L’ampleur et la diversité du phénomène ne sont pas à minimiser. Une prévision concernant les camions sans chauffeur décrit qu’aux États-Unis, 5,5 millions d’emplois seraient directement concernés par un remplacement robotisé. Uber a passé commande de 2000 robots-livreurs qui rentreront en activité en 2026, à l’instar de Scout, le modèle d’Amazon, ils assureront toutes les livraisons dites du « dernier kilomètre ». Tous les domaines sont concernés et la liste est d’ores et déjà trop longue pour espérer être exhaustif, mais le fait est déjà là : un monde robotisé advient. 
 
Le stock des robots a plus que doublé ces dix dernières années. Dans le monde, pour des tâches toujours plus variées, toujours plus sophistiquées et qualifiées, des robots remplacent déjà des ouvriers, des soldats, mais aussi des ingénieurs. Néanmoins, pendant que cette robotisation s’accélère, nous reculons. Dans les usines tricolores, selon une étude réalisée en 2022, le nombre de robots pour 10 000 employés a reculé de 16% (passant ainsi à 163 unités) par rapport à l’année précédente.
 
Si l’idée d’une réindustrialisation du pays fait consensus sur l’ensemble de l’échiquier politique, aucun de nos décideurs ne semblent pourtant réaliser que celle-ci sera synonyme de robotisation. À titre de comparaison, en Corée du Sud, ce sont 1 000 robots pour 10 000 ouvriers. Le président de la République peut appeler à « réarmer » la nation, mais ne serait-il pas plus concret, pour pallier le manque de main-d’œuvre, de fabriquer des robots et d’assurer la formation des cerveaux qui les contrôleront et les amélioreront ? Avec 800 millions d’euros alloués à la robotisation du pays dans le cadre du plan d’avenir « France 2030 », on semble loin des volumes et des enjeux à venir. Les investissements requis sont-ils même envisageables à la seule échelle de la France ? Ne seraient-ils pas temps de poser cette question à l’échelle européenne ? Après tout, cette technologie de pointe n’est-elle pas en tous points adaptée à nos talents ?
 
En France, nos ingénieurs en robotique sont parmi les meilleurs du monde, mais pour quelles opportunités ? Un pays plus robotisé serait non seulement plus autonome à l’égard des puissances industrielles rivales mais aussi plus compétitif tout en maintenant une partie des emplois dans l’hexagone. Mieux vaut quelques emplois conservés en France et formés aux nouveaux métiers que des pertes sèches d’emplois liées aux délocalisations sauvages. Le philosophe Michel Serres a finalement raison d’écrire que nous sommes « condamnés à être intelligents », nous sommes même condamnés à être plus intelligents que l’intelligence engendrée et conditionnée des robots.

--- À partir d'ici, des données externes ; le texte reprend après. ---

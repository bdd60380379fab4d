//! Key and value projections.
//!
//! A value is *key-projectable* when it can enumerate its keys and
//! *value-projectable* when it can enumerate its values. The capability is
//! probed at call time by [`project_keys`] and [`project_values`].

use std::collections::{BTreeMap, BTreeSet, HashMap, HashSet};
use std::hash::BuildHasher;

use super::property_bag::PropertyBag;
use crate::error::{Result, ValidationError};
use crate::sequence::{BoxCursor, Sequence};

/// Optional `keys` and `values` capabilities.
///
/// Both methods default to `None`, meaning the capability is absent.
///
/// | Type | Keys | Values |
/// |---|---|---|
/// | `Vec<T>`, `[T]` | indices | elements |
/// | `HashMap`, `BTreeMap` | keys | values |
/// | `HashSet`, `BTreeSet` | elements | elements |
/// | [`PropertyBag`] | absent | absent |
pub trait Projection {
    /// The key type.
    type Key;
    /// The value type.
    type Value;

    /// Starts a traversal over the keys, if the capability exists.
    fn key_cursor(&self) -> Option<BoxCursor<'_, Self::Key>> {
        None
    }

    /// Starts a traversal over the values, if the capability exists.
    fn value_cursor(&self) -> Option<BoxCursor<'_, Self::Value>> {
        None
    }
}

impl<X: Projection + ?Sized> Projection for &X {
    type Key = X::Key;
    type Value = X::Value;

    fn key_cursor(&self) -> Option<BoxCursor<'_, Self::Key>> {
        (**self).key_cursor()
    }

    fn value_cursor(&self) -> Option<BoxCursor<'_, Self::Value>> {
        (**self).value_cursor()
    }
}

impl<T: Clone> Projection for [T] {
    type Key = usize;
    type Value = T;

    fn key_cursor(&self) -> Option<BoxCursor<'_, usize>> {
        Some(Box::new(0..self.len()))
    }

    fn value_cursor(&self) -> Option<BoxCursor<'_, T>> {
        Some(Box::new(self.iter().cloned()))
    }
}

impl<T: Clone> Projection for Vec<T> {
    type Key = usize;
    type Value = T;

    fn key_cursor(&self) -> Option<BoxCursor<'_, usize>> {
        self.as_slice().key_cursor()
    }

    fn value_cursor(&self) -> Option<BoxCursor<'_, T>> {
        self.as_slice().value_cursor()
    }
}

impl<K: Clone, V: Clone, S: BuildHasher> Projection for HashMap<K, V, S> {
    type Key = K;
    type Value = V;

    fn key_cursor(&self) -> Option<BoxCursor<'_, K>> {
        Some(Box::new(self.keys().cloned()))
    }

    fn value_cursor(&self) -> Option<BoxCursor<'_, V>> {
        Some(Box::new(self.values().cloned()))
    }
}

impl<K: Clone, V: Clone> Projection for BTreeMap<K, V> {
    type Key = K;
    type Value = V;

    fn key_cursor(&self) -> Option<BoxCursor<'_, K>> {
        Some(Box::new(self.keys().cloned()))
    }

    fn value_cursor(&self) -> Option<BoxCursor<'_, V>> {
        Some(Box::new(self.values().cloned()))
    }
}

impl<T: Clone, S: BuildHasher> Projection for HashSet<T, S> {
    type Key = T;
    type Value = T;

    fn key_cursor(&self) -> Option<BoxCursor<'_, T>> {
        Some(Box::new(self.iter().cloned()))
    }

    fn value_cursor(&self) -> Option<BoxCursor<'_, T>> {
        Some(Box::new(self.iter().cloned()))
    }
}

impl<T: Clone> Projection for BTreeSet<T> {
    type Key = T;
    type Value = T;

    fn key_cursor(&self) -> Option<BoxCursor<'_, T>> {
        Some(Box::new(self.iter().cloned()))
    }

    fn value_cursor(&self) -> Option<BoxCursor<'_, T>> {
        Some(Box::new(self.iter().cloned()))
    }
}

/// A plain bag of fields has neither capability.
impl<V> Projection for PropertyBag<V> {
    type Key = String;
    type Value = V;
}

/// The lazy sequence of a value's keys. Created by [`project_keys`].
#[derive(Debug, Clone)]
pub struct Keys<X> {
    source: X,
}

/// The lazy sequence of a value's values. Created by [`project_values`].
#[derive(Debug, Clone)]
pub struct Values<X> {
    source: X,
}

impl<X: Projection> Sequence for Keys<X> {
    type Item = X::Key;
    type Cursor<'a>
        = BoxCursor<'a, X::Key>
    where
        Self: 'a;

    fn cursor(&self) -> Self::Cursor<'_> {
        match self.source.key_cursor() {
            Some(cursor) => cursor,
            None => Box::new(std::iter::empty()),
        }
    }
}

impl<X: Projection> Sequence for Values<X> {
    type Item = X::Value;
    type Cursor<'a>
        = BoxCursor<'a, X::Value>
    where
        Self: 'a;

    fn cursor(&self) -> Self::Cursor<'_> {
        match self.source.value_cursor() {
            Some(cursor) => cursor,
            None => Box::new(std::iter::empty()),
        }
    }
}

/// Projects the keys of `source` as a lazy, restartable sequence.
///
/// # Errors
///
/// Returns [`ValidationError::NotKeyProjectable`] if `source` has no keys
/// capability.
///
/// # Examples
///
/// ```rust
/// use lazy_seq::error::ValidationError;
/// use lazy_seq::sequence::Sequence;
/// use lazy_seq::source::{project_keys, PropertyBag};
/// use std::collections::BTreeMap;
///
/// let ages: BTreeMap<&str, u32> = [("ann", 29), ("bob", 28)].into_iter().collect();
/// let names = project_keys(&ages)?;
/// assert_eq!(names.cursor().collect::<Vec<_>>(), vec!["ann", "bob"]);
///
/// let bag = PropertyBag::new().with("a", 1);
/// assert_eq!(project_keys(&bag).unwrap_err(), ValidationError::NotKeyProjectable);
/// # Ok::<(), ValidationError>(())
/// ```
pub fn project_keys<X: Projection>(source: X) -> Result<Keys<X>> {
    if source.key_cursor().is_none() {
        tracing::debug!("source has no keys capability");
        return Err(ValidationError::NotKeyProjectable);
    }
    Ok(Keys { source })
}

/// Projects the values of `source` as a lazy, restartable sequence.
///
/// # Errors
///
/// Returns [`ValidationError::NotValueProjectable`] if `source` has no values
/// capability.
///
/// # Examples
///
/// ```rust
/// use lazy_seq::sequence::Sequence;
/// use lazy_seq::source::project_values;
///
/// let letters = vec!['x', 'y'];
/// let values = project_values(&letters)?;
/// assert_eq!(values.cursor().collect::<String>(), "xy");
/// # Ok::<(), lazy_seq::error::ValidationError>(())
/// ```
pub fn project_values<X: Projection>(source: X) -> Result<Values<X>> {
    if source.value_cursor().is_none() {
        tracing::debug!("source has no values capability");
        return Err(ValidationError::NotValueProjectable);
    }
    Ok(Values { source })
}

Alors, faut-il subir le changement ou le conduire ? 
 
Ce tournant est déjà engagé, alors pourquoi l’ignorer ? De quelle peur ce déni de l’une des transformations les plus magistrales des deux derniers siècles est-elle le nom ? Et si la raison était que nous n’étions pas prêts à penser une société qui ne serait pas conditionnée par le labeur ? Si les robots et leur généralisation nous plaçaient face à une interrogation trop abyssale ? Questions sociales, d’abord : si les emplois se raréfient, comment vivrons-nous ? Faudra-t-il imaginer un revenu universel ? Questions juridiques, ensuite : qui assumera la responsabilité des robots ? Leurs concepteurs ou leurs exploitants ? La robotique est politique puisqu’elle interroge le type de société que nous choisissons.
 
Aujourd’hui, en France, des drones policiers volant à 100 mètres de haut et à 72 km/h sont utilisés pour escorter les manifestations. Dans d’autres pays, comme la Chine, où de tels appareils sont élaborés et montés, cette surveillance va bien au-delà et s’apparente à un contrôle totalitaire des vies et à une négation des libertés individuelles. Un même outil pour deux usages. Ces robots qui se créent, et dont les performances ne cessent de s’affiner, les dédiera-t-on à la sécurité ou à la répression ? En somme, nos robots, comme nos premiers outils, demeurent ce que nous en faisons. Justement, qu’en faisons-nous ? Et s’il n’y avait personne pour répondre à cette question, ne serait-ce pas le plus inquiétant ?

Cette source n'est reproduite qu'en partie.